Prompt
Report every line of the records that includes the word "updated".

Provided material
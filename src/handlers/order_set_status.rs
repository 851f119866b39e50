//! Handler: order.set_status — staff move an order along its lifecycle.
//!
//! A transition into `cancelled` releases the order's reserved stock back
//! to the catalog. `cancelled` is terminal, so the release runs at most
//! once per order.

use serde::Deserialize;
use serde_json::{json, Value};
use tracing::info;

use crate::orders::OrderStatus;
use crate::service::{Context, HandlerError};
use crate::state::AppState;

pub const COMMAND: &str = "order.set_status";

#[derive(Deserialize)]
pub struct Input {
    pub id: String,
    pub status: OrderStatus,
}

pub fn guard(ctx: &Context<AppState>) -> bool {
    ctx.has_fields(&["id", "status"])
}

pub fn handle(ctx: &Context<AppState>) -> Result<Value, HandlerError> {
    ctx.require_admin()?;
    let input = ctx.input::<Input>()?;

    let state = ctx.state();
    let updated = state.orders.update_status(&input.id, input.status)?;

    if updated.status == OrderStatus::Cancelled {
        for line in &updated.lines {
            state.catalog.release(&line.item_id, line.quantity)?;
        }
        info!(
            order_number = %updated.order_number,
            "cancelled order restocked"
        );
    }

    info!(
        order_number = %updated.order_number,
        status = %updated.status,
        "order status changed"
    );

    Ok(json!({
        "id": updated.id,
        "order_number": updated.order_number,
        "status": updated.status,
    }))
}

Response to this task
    let updated = state.orders.update_status(&input.id, input.status)?;
    if updated.status == OrderStatus::Cancelled {
        for line in &updated.lines {
            order_number = %updated.order_number,
        order_number = %updated.order_number,
        status = %updated.status,
        "id": updated.id,
        "order_number": updated.order_number,
        "status": updated.status,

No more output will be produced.